18 Aprile 2018

diDaniel Tomella

Compiuto il primo passo istituzionale per lo sviluppo dei voli suborbitali in Italia: l’Aeronautica Militare e l’Agenzia spaziale italiana (Asi) hanno infatti siglato oggi l’accordo di collaborazione che le vedrà impegnate a lavorare insieme in vista di questa realtà, anche su esperimenti scientifici e medicina aerospaziale. A firmare l'accordo sono stati il Capo di Stato Maggiore dell’Aeronautica Militare, il generale di Squadra Aerea Enzo Vecciarelli, e il presidente dell’Agenzia Spaziale Italiana (Asi), Roberto Battiston.

Il primo passo previsto dall’accordo è l’istituzione di un tavolo di esperti che concorderà e realizzerà progetti congiunti tra le due istituzioni per la realizzazione di voli suborbitali e aerospaziali, esperimenti scientifici, lo sviluppo di professionalità altamente specializzate e il supporto a operazioni nel campo della medicina aerospaziale.
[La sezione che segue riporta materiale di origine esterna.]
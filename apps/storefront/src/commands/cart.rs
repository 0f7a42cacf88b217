//! # Cart Commands
//!
//! The UI-facing cart operations. Input is checked against the configured
//! quantity ceiling here; the store itself has none.
//!
//! ```text
//! ┌─────────────────────────────────────────────────────────────────────────┐
//! │  Cart Panel                                                             │
//! │                                                                         │
//! │  ┌────────────────────────────────────────────────────────────────┐    │
//! │  │  Shopping Bag                                           ✕     │    │
//! │  ├────────────────────────────────────────────────────────────────┤    │
//! │  │  Centella Calming Sheet Mask     x3          $37.50           │    │
//! │  │  Water Glow Lip Tint             x1          $14.00           │    │
//! │  ├────────────────────────────────────────────────────────────────┤    │
//! │  │  Subtotal                                    $51.50           │    │
//! │  └────────────────────────────────────────────────────────────────┘    │
//! │                                                                         │
//! │  get_cart() → { lines: [...], itemCount: 4, subtotal: 5150, ... }       │
//! └─────────────────────────────────────────────────────────────────────────┘
//! ```

use glow_core::validation::validate_quantity;
use glow_core::{CartChange, CartSnapshot, CoreError};
use serde::Serialize;
use tracing::debug;

use crate::error::ApiError;
use crate::state::{CatalogState, ConfigState, SessionCart};

/// Result of a cart command: what changed plus the cart afterwards.
#[derive(Debug, Clone, Serialize)]
#[serde(rename_all = "camelCase")]
pub struct CartResponse {
    pub change: CartChange,
    pub cart: CartSnapshot,
}

/// Gets the current cart contents with totals.
pub fn get_cart(cart: &SessionCart) -> CartSnapshot {
    debug!("get_cart command");
    cart.with_cart(|store| store.snapshot())
}

/// Adds a catalog product to the cart.
///
/// ## Behavior
/// - Product already in cart: quantity increases
/// - Product not in cart: appended as a new line
/// - Quantity defaults to 1 and must be between 1 and the configured maximum
/// - The resulting line may not exceed the maximum either
///
/// ## Arguments
/// * `product_id` - Catalog id to add
/// * `quantity` - Quantity to add (default: 1)
pub fn add_to_cart(
    catalog: &CatalogState,
    cart: &SessionCart,
    config: &ConfigState,
    product_id: &str,
    quantity: Option<i64>,
) -> Result<CartResponse, ApiError> {
    let quantity = quantity.unwrap_or(1);
    debug!(product_id = %product_id, quantity = %quantity, "add_to_cart command");

    validate_quantity(quantity, config.max_item_quantity)?;
    let product = catalog.catalog().require(product_id)?;

    cart.with_cart_mut(|store| {
        let current = store.state().line(product_id).map_or(0, |l| l.quantity);
        let requested = current.saturating_add(quantity);
        if requested > config.max_item_quantity {
            return Err(ApiError::from(CoreError::QuantityTooLarge {
                requested,
                max: config.max_item_quantity,
            }));
        }

        let change = store.add_item(product, quantity);
        Ok(CartResponse {
            change,
            cart: store.snapshot(),
        })
    })
}

/// Sets the quantity of a line.
///
/// ## Behavior
/// - Quantity 0 or less: removes the line
/// - Quantity above the maximum: rejected
/// - Product not in cart: nothing happens (`Unchanged`)
pub fn update_cart_item(
    cart: &SessionCart,
    config: &ConfigState,
    product_id: &str,
    quantity: i64,
) -> Result<CartResponse, ApiError> {
    debug!(product_id = %product_id, quantity = %quantity, "update_cart_item command");

    if quantity > config.max_item_quantity {
        return Err(CoreError::QuantityTooLarge {
            requested: quantity,
            max: config.max_item_quantity,
        }
        .into());
    }

    Ok(cart.with_cart_mut(|store| CartResponse {
        change: store.update_quantity(product_id, quantity),
        cart: store.snapshot(),
    }))
}

/// Removes a line. Removing something not in the cart is not an error.
pub fn remove_from_cart(cart: &SessionCart, product_id: &str) -> CartResponse {
    debug!(product_id = %product_id, "remove_from_cart command");

    cart.with_cart_mut(|store| CartResponse {
        change: store.remove_item(product_id),
        cart: store.snapshot(),
    })
}

/// Opens or closes the cart panel (the bag icon).
pub fn toggle_cart(cart: &SessionCart) -> CartResponse {
    debug!("toggle_cart command");

    cart.with_cart_mut(|store| CartResponse {
        change: store.toggle_cart(),
        cart: store.snapshot(),
    })
}

/// Closes the cart panel (the panel's close button or its backdrop).
pub fn close_cart(cart: &SessionCart) -> CartResponse {
    debug!("close_cart command");

    cart.with_cart_mut(|store| CartResponse {
        change: store.close_cart(),
        cart: store.snapshot(),
    })
}

/// Empties the cart.
pub fn clear_cart(cart: &SessionCart) -> CartResponse {
    debug!("clear_cart command");

    cart.with_cart_mut(|store| CartResponse {
        change: store.clear(),
        cart: store.snapshot(),
    })
}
Per il generale Vecciarelli «l'accordo rappresenta la volontà di collaborazione e stretta interrelazione tra le istituzioni militari e civili per garantire quel dominio aerospaziale, inteso come naturale estensione di quello aeronautico, essenziale per esigenze di difesa nazionale e lo sviluppo di capacità in un settore in forte sviluppo». Per Battiston «l'accordo firmato oggi apre la strada a studi biomedici di avanguardia sulle condizioni umane nei voli suborbitali e spaziali.